Theresa May needs the votes of the 10 DUP MPs to prop up her minority administration as she hopes to steer government business - including crucial measures on Brexit - through the Commons.

The Irish republican Sinn Fein party which won seven seats in the election although MPs traditionally do not take up their seats in protest is also wary of the alliance. Instead, she found the opposition Labour Party unexpectedly making a strong second-place showing and national politics thrown into disarray.

The leader of Northern Ireland's Democratic Unionist Party (DUP) says talks with the UK Prime Minister Theresa May to support a new government are going well.

He added: "I'm sure we all look forward to welcoming the Queen's Speech just as soon as the coalition of chaos has been negotiated".

"The last thing we want to see is one or other of the communities so aggrieved that the hard men, who are still there lurking in the corners of the communities decide to return to some form of violence", he said.

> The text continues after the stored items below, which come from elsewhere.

//! Scaffolding Policy
//!
//! Decides when corpus examples are put in front of the learner and what the
//! panel contains. Panels hold examples and open noticing questions only;
//! they never tell the learner what they should have said.

use crate::{
    corpus::{self, Register},
    log::AutonomyAction,
};
use serde::Serialize;

/// Examples surfaced per panel.
pub const EXAMPLES_PER_PANEL: usize = 4;

/// Why a panel is being shown.
#[derive(Debug, Clone, Copy, PartialEq, Eq, Serialize)]
#[serde(rename_all = "snake_case")]
pub enum Trigger {
    /// Fired once per scenario instance, right after the learner's first reply.
    Automatic,
    /// The learner asked for help.
    OnDemand,
}

impl Trigger {
    pub fn autonomy_action(self) -> AutonomyAction {
        match self {
            Trigger::Automatic => AutonomyAction::ScaffoldingTurn1,
            Trigger::OnDemand => AutonomyAction::ExamplesRequest,
        }
    }
}

/// A panel of register-matched corpus examples.
#[derive(Debug, Clone, PartialEq, Serialize)]
pub struct ExamplePanel {
    pub trigger: Trigger,
    pub register: Register,
    pub heading: &'static str,
    pub examples: Vec<&'static str>,
    pub noticing_questions: &'static [&'static str],
    pub closing: Option<&'static str>,
}

const LOW_POWER_QUESTIONS: &[&str] = &[
    "How do they start their disagreement?",
    "What words appear in most of these examples?",
    "Do they disagree directly or do they do something first?",
];

const HIGH_POWER_QUESTIONS: &[&str] = &[
    "How do they start their disagreement?",
    "Are these examples longer or shorter than casual conversations?",
    "What do they say BEFORE disagreeing?",
    "Do you see any words like \"maybe\", \"perhaps\", \"I think\"?",
];

/// True when the automatic panel must fire: the first learner reply of a
/// scenario has just been counted and the latch has not been set yet.
pub fn should_auto_scaffold(turn_count: u32, already_shown: bool) -> bool {
    turn_count == 1 && !already_shown
}

/// The one-shot panel shown after the first reply of a scenario.
pub fn automatic_panel(register: Register) -> ExamplePanel {
    let noticing_questions = match register {
        Register::LowPower => LOW_POWER_QUESTIONS,
        Register::HighPower => HIGH_POWER_QUESTIONS,
    };
    ExamplePanel {
        trigger: Trigger::Automatic,
        register,
        heading: "Let me show you how others disagreed in similar situations...",
        examples: corpus::examples(register, EXAMPLES_PER_PANEL),
        noticing_questions,
        closing: Some("Want to try your response again?"),
    }
}

/// The panel shown whenever the learner asks for help.
pub fn help_panel(register: Register) -> ExamplePanel {
    let heading = match register {
        Register::LowPower => "Examples of casual disagreements:",
        Register::HighPower => "Examples of professional disagreements:",
    };
    ExamplePanel {
        trigger: Trigger::OnDemand,
        register,
        heading,
        examples: corpus::examples(register, EXAMPLES_PER_PANEL),
        noticing_questions: &[],
        closing: None,
    }
}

As Mrs Foster met with her MPs in Westminster, she said: "The future's bright", prompting Ian Paisley junior to respond: "The future's orange". Their worry is that it may make the negotiations a little skewed as it may feel like the British government is backing the DUP in talks rather than being objective.

Brussels, The European Union (EU) and the European Commission (EC) said in a joint statement that they have set a date to begin Brexit talks with the UK.

Michael Gove, a former leadership rival, who was appointed environment secretary after losing his post as justice secretary in May's cabinet reshuffle previous year, said the PM is the ideal candidate to lead the country through Brexit.

A deal with the DUP also risks destabilising Northern Ireland by increasing the influence of pro-British unionists. "Unless the Irish Government is keeping them to that responsibility they will behave as they have behaved as long as I have lived".

Speaking at Leinster House, the Sinn Féin leader, Gerry Adams, made a stinging attack on the prospect of an agreement between the Conservatives and the DUP.

Both London and Dublin must "recommit to the word, spirit and implementation of the Good Friday Agreement" if power sharing at Stormont is to be re-established, she said.

Macron said the door was "always open" for Britain to remain in the European Union as long as the negotiations on Brexit have not finished.

"My preoccupation is that time is passing, it is passing quicker than anyone believes because the subjects we have to deal with are extraordinarily complex".

As European leaders tried to fathom exactly how Britain would begin the negotiations, German Finance Minister Wolfgang Schaeuble said Germany wanted a Brexit deal that would limit negative consequences for the bloc but also did not want it to weaken Britain.